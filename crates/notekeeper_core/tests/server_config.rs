use notekeeper_core::{ConfigError, ServerConfig, DEFAULT_NOTES_FILE_NAME};

#[test]
fn valid_arguments_produce_config() {
    let dir = tempfile::tempdir().unwrap();
    let config = ServerConfig::from_args(" 127.0.0.1 ", "8080", dir.path()).unwrap();

    assert_eq!(config.host, "127.0.0.1");
    assert_eq!(config.port, 8080);
    assert_eq!(config.listen_addr(), "127.0.0.1:8080");
    assert_eq!(
        config.default_notes_file(),
        dir.path().join(DEFAULT_NOTES_FILE_NAME)
    );
}

#[test]
fn blank_host_is_rejected() {
    let dir = tempfile::tempdir().unwrap();
    let err = ServerConfig::from_args("  ", "8080", dir.path()).unwrap_err();
    assert_eq!(err, ConfigError::MissingHost);
}

#[test]
fn port_outside_range_is_rejected() {
    let dir = tempfile::tempdir().unwrap();
    let err = ServerConfig::from_args("localhost", "70000", dir.path()).unwrap_err();
    assert_eq!(err, ConfigError::InvalidPort("70000".to_string()));
    assert!(err.to_string().contains("1 to 65535"));
}

#[test]
fn missing_cache_dir_is_rejected() {
    let dir = tempfile::tempdir().unwrap();
    let missing = dir.path().join("nope");
    let err = ServerConfig::from_args("localhost", "8080", &missing).unwrap_err();
    assert_eq!(err, ConfigError::MissingCacheDir(missing));
}

#[test]
fn regular_file_as_cache_dir_is_rejected() {
    let dir = tempfile::tempdir().unwrap();
    let file = dir.path().join("file.txt");
    std::fs::write(&file, "x").unwrap();

    let err = ServerConfig::from_args("localhost", "8080", &file).unwrap_err();
    assert_eq!(err, ConfigError::NotADirectory(file));
}
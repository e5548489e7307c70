//! HTTP error mapping for note handlers.
//!
//! # Responsibility
//! - Collapse store failures into the three statuses the API exposes.
//!
//! # Invariants
//! - Bodies are the generic status reason; internal details stay in logs.
//! - Missing form fields and duplicate names are indistinguishable (both 400).

use axum::http::StatusCode;
use axum::response::{IntoResponse, Response};
use notekeeper_core::StoreError;

/// Request-scoped failure returned by handlers.
#[derive(Debug, Clone, Copy, PartialEq, Eq)]
pub enum ApiError {
    NotFound,
    BadRequest,
    Internal,
}

impl ApiError {
    pub fn status(self) -> StatusCode {
        match self {
            Self::NotFound => StatusCode::NOT_FOUND,
            Self::BadRequest => StatusCode::BAD_REQUEST,
            Self::Internal => StatusCode::INTERNAL_SERVER_ERROR,
        }
    }
}

impl From<StoreError> for ApiError {
    fn from(value: StoreError) -> Self {
        match value {
            StoreError::NotFound(_) => Self::NotFound,
            StoreError::DuplicateName(_) => Self::BadRequest,
            StoreError::Persistence(_) => Self::Internal,
        }
    }
}

impl IntoResponse for ApiError {
    fn into_response(self) -> Response {
        let status = self.status();
        let reason = status.canonical_reason().unwrap_or("Error");
        (status, reason).into_response()
    }
}
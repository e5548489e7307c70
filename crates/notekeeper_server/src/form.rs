//! Upload form page and root redirect.

use axum::response::{Html, Redirect};

pub const UPLOAD_FORM_PATH: &str = "/UploadForm.html";

const UPLOAD_FORM_HTML: &str = include_str!("../static/UploadForm.html");

/// `GET /`
pub async fn index() -> Redirect {
    Redirect::to(UPLOAD_FORM_PATH)
}

/// `GET /UploadForm.html`
pub async fn upload_form() -> Html<&'static str> {
    Html(UPLOAD_FORM_HTML)
}
//! Per-request access logging middleware.
//!
//! # Invariants
//! - Exactly one `http_request` event per request, emitted after the
//!   response is built.
//! - 5xx responses log at `warn` with `status=error`; everything else logs
//!   at `info` with `status=ok`.

use axum::extract::{Request, State};
use axum::http::StatusCode;
use axum::middleware::Next;
use axum::response::Response;
use log::{info, warn, Level};
use notekeeper_core::logging::sanitize_message;
use std::time::Instant;

const MAX_LOGGED_PATH_CHARS: usize = 200;

/// Access-log middleware; the state is the `module=` label of the service.
///
/// Install with `middleware::from_fn_with_state("notes", log_requests)`.
pub async fn log_requests(
    State(module): State<&'static str>,
    request: Request,
    next: Next,
) -> Response {
    let started_at = Instant::now();
    let method = request.method().clone();
    let path = sanitize_message(request.uri().path(), MAX_LOGGED_PATH_CHARS);

    let response = next.run(request).await;

    let http_status = response.status();
    let (level, status) = outcome(http_status);
    let line = format!(
        "event=http_request module={module} status={status} method={method} path={path} http_status={} duration_ms={}",
        http_status.as_u16(),
        started_at.elapsed().as_millis()
    );
    if level == Level::Warn {
        warn!("{line}");
    } else {
        info!("{line}");
    }
    response
}

fn outcome(http_status: StatusCode) -> (Level, &'static str) {
    if http_status.is_server_error() {
        (Level::Warn, "error")
    } else {
        (Level::Info, "ok")
    }
}
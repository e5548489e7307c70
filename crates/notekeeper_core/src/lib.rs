//! Core domain logic for Notekeeper.
//! This crate is the single source of truth for note invariants and the
//! startup checks shared by the notes and cache servers.

pub mod config;
pub mod logging;
pub mod model;
pub mod store;

pub use config::{ConfigError, ServerConfig, DEFAULT_NOTES_FILE_NAME};
pub use logging::{default_log_level, init_logging, logging_status, LogTarget};
pub use model::note::Note;
pub use store::note_store::{NoteStore, StoreError, StoreResult};
pub use store::persist::{
    AtomicJsonFilePersistence, JsonFilePersistence, MemoryPersistence, NotePersistence,
    PersistenceError, PersistenceResult,
};

/// Returns the core crate version.
pub fn core_version() -> &'static str {
    env!("CARGO_PKG_VERSION")
}
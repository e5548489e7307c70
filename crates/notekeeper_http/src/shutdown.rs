//! Graceful-shutdown trigger.
//!
//! # Invariants
//! - Shutdown starts only after a real interrupt.
//! - A failed signal registration is logged and the server keeps serving;
//!   it never turns into an immediate shutdown.

use log::{error, info};
use std::future::Future;

/// Resolves when the process receives Ctrl-C.
pub async fn shutdown_signal(module: &'static str) {
    wait_for_shutdown(module, tokio::signal::ctrl_c()).await;
}

/// Resolves when `signal` reports an interrupt; never resolves if it fails.
pub async fn wait_for_shutdown<F>(module: &'static str, signal: F)
where
    F: Future<Output = std::io::Result<()>>,
{
    match signal.await {
        Ok(()) => info!("event=shutdown_signal module={module} status=ok"),
        Err(err) => {
            error!(
                "event=shutdown_signal module={module} status=error reason=handler_install_failed error={err}"
            );
            std::future::pending::<()>().await;
        }
    }
}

• _Assignment_:
Repeat the material, keeping every word exactly as it is.

• _Your response_:
filename crates/notekeeper_core/tests/server_config.rs
use notekeeper_core::{ConfigError, ServerConfig, DEFAULT_NOTES_FILE_NAME};

#[test]
fn valid_arguments_produce_config() {
    let dir = tempfile::tempdir().unwrap();
    let config = ServerConfig::from_args(" 127.0.0.1 ", "8080", dir.path()).unwrap();

    assert_eq!(config.host, "127.0.0.1");
    assert_eq!(config.port, 8080);
    assert_eq!(config.listen_addr(), "127.0.0.1:8080");
    assert_eq!(
        config.default_notes_file(),
        dir.path().join(DEFAULT_NOTES_FILE_NAME)
    );
}

#[test]
fn blank_host_is_rejected() {
    let dir = tempfile::tempdir().unwrap();
    let err = ServerConfig::from_args("  ", "8080", dir.path()).unwrap_err();
    assert_eq!(err, ConfigError::MissingHost);
}

#[test]
fn port_outside_range_is_rejected() {
    let dir = tempfile::tempdir().unwrap();
    let err = ServerConfig::from_args("localhost", "70000", dir.path()).unwrap_err();
    assert_eq!(err, ConfigError::InvalidPort("70000".to_string()));
    assert!(err.to_string().contains("1 to 65535"));
}

#[test]
fn missing_cache_dir_is_rejected() {
    let dir = tempfile::tempdir().unwrap();
    let missing = dir.path().join("nope");
    let err = ServerConfig::from_args("localhost", "8080", &missing).unwrap_err();
    assert_eq!(err, ConfigError::MissingCacheDir(missing));
}

#[test]
fn regular_file_as_cache_dir_is_rejected() {
    let dir = tempfile::tempdir().unwrap();
    let file = dir.path().join("file.txt");
    std::fs::write(&file, "x").unwrap();

    let err = ServerConfig::from_args("localhost", "8080", &file).unwrap_err();
    assert_eq!(err, ConfigError::NotADirectory(file));
}
repository e5548489e7307c70
//! HTTP error mapping for note handlers.
//!
//! # Responsibility
//! - Collapse store failures into the three statuses the API exposes.
//!
//! # Invariants
//! - Bodies are the generic status reason; internal details stay in logs.
//! - Missing form fields and duplicate names are indistinguishable (both 400).

use axum::http::StatusCode;
use axum::response::{IntoResponse, Response};
use notekeeper_core::StoreError;

/// Request-scoped failure returned by handlers.
#[derive(Debug, Clone, Copy, PartialEq, Eq)]
pub enum ApiError {
    NotFound,
    BadRequest,
    Internal,
}

impl ApiError {
    pub fn status(self) -> StatusCode {
        match self {
            Self::NotFound => StatusCode::NOT_FOUND,
            Self::BadRequest => StatusCode::BAD_REQUEST,
            Self::Internal => StatusCode::INTERNAL_SERVER_ERROR,
        }
    }
}

impl From<StoreError> for ApiError {
    fn from(value: StoreError) -> Self {
        match value {
            StoreError::NotFound(_) => Self::NotFound,
            StoreError::DuplicateName(_) => Self::BadRequest,
            StoreError::Persistence(_) => Self::Internal,
        }
    }
}

impl IntoResponse for ApiError {
    fn into_response(self) -> Response {
        let status = self.status();
        let reason = status.canonical_reason().unwrap_or("Error");
        (status, reason).into_response()
    }
}
repository e5548489e7307c70
filename crates/notekeeper_server/src/form.rs
//! Upload form page and root redirect.

use axum::response::{Html, Redirect};

pub const UPLOAD_FORM_PATH: &str = "/UploadForm.html";

const UPLOAD_FORM_HTML: &str = include_str!("../static/UploadForm.html");

/// `GET /`
pub async fn index() -> Redirect {
    Redirect::to(UPLOAD_FORM_PATH)
}

/// `GET /UploadForm.html`
pub async fn upload_form() -> Html<&'static str> {
    Html(UPLOAD_FORM_HTML)
}
//! Per-request access logging middleware.
//!
//! # Invariants
//! - Exactly one `http_request` event per request, emitted after the
//!   response is built.
//! - 5xx responses log at `warn` with `status=error`; everything else logs
//!   at `info` with `status=ok`.

use axum::extract::{Request, State};
use axum::http::StatusCode;
use axum::middleware::Next;
use axum::response::Response;
use log::{info, warn, Level};
use notekeeper_core::logging::sanitize_message;
use std::time::Instant;

const MAX_LOGGED_PATH_CHARS: usize = 200;

/// Access-log middleware; the state is the `module=` label of the service.
///
/// Install with `middleware::from_fn_with_state("notes", log_requests)`.
pub async fn log_requests(
    State(module): State<&'static str>,
    request: Request,
    next: Next,
) -> Response {
    let started_at = Instant::now();
    let method = request.method().clone();
    let path = sanitize_message(request.uri().path(), MAX_LOGGED_PATH_CHARS);

    let response = next.run(request).await;

    let http_status = response.status();
    let (level, status) = outcome(http_status);
    let line = format!(
        "event=http_request module={module} status={status} method={method} path={path} http_status={} duration_ms={}",
        http_status.as_u16(),
        started_at.elapsed().as_millis()
    );
    if level == Level::Warn {
        warn!("{line}");
    } else {
        info!("{line}");
    }
    response
}

fn outcome(http_status: StatusCode) -> (Level, &'static str) {
    if http_status.is_server_error() {
        (Level::Warn, "error")
    } else {
        (Level::Info, "ok")
    }
}
repository e5548489e7307c70
filename crates/notekeeper_core/src/lib.rs
//! Core domain logic for Notekeeper.
//! This crate is the single source of truth for note invariants and the
//! startup checks shared by the notes and cache servers.

pub mod config;
pub mod logging;
pub mod model;
pub mod store;

pub use config::{ConfigError, ServerConfig, DEFAULT_NOTES_FILE_NAME};
pub use logging::{default_log_level, init_logging, logging_status, LogTarget};
pub use model::note::Note;
pub use store::note_store::{NoteStore, StoreError, StoreResult};
pub use store::persist::{
    AtomicJsonFilePersistence, JsonFilePersistence, MemoryPersistence, NotePersistence,
    PersistenceError, PersistenceResult,
};

/// Returns the core crate version.
pub fn core_version() -> &'static str {
    env!("CARGO_PKG_VERSION")
}
repository e5548489e7307c70
filename crates/notekeeper_http/src/shutdown.rs
//! Graceful-shutdown trigger.
//!
//! # Invariants
//! - Shutdown starts only after a real interrupt.
//! - A failed signal registration is logged and the server keeps serving;
//!   it never turns into an immediate shutdown.

use log::{error, info};
use std::future::Future;

/// Resolves when the process receives Ctrl-C.
pub async fn shutdown_signal(module: &'static str) {
    wait_for_shutdown(module, tokio::signal::ctrl_c()).await;
}

/// Resolves when `signal` reports an interrupt; never resolves if it fails.
pub async fn wait_for_shutdown<F>(module: &'static str, signal: F)
where
    F: Future<Output = std::io::Result<()>>,
{
    match signal.await {
        Ok(()) => info!("event=shutdown_signal module={module} status=ok"),
        Err(err) => {
            error!(
                "event=shutdown_signal module={module} status=error reason=handler_install_failed error={err}"
            );
            std::future::pending::<()>().await;
        }
    }
}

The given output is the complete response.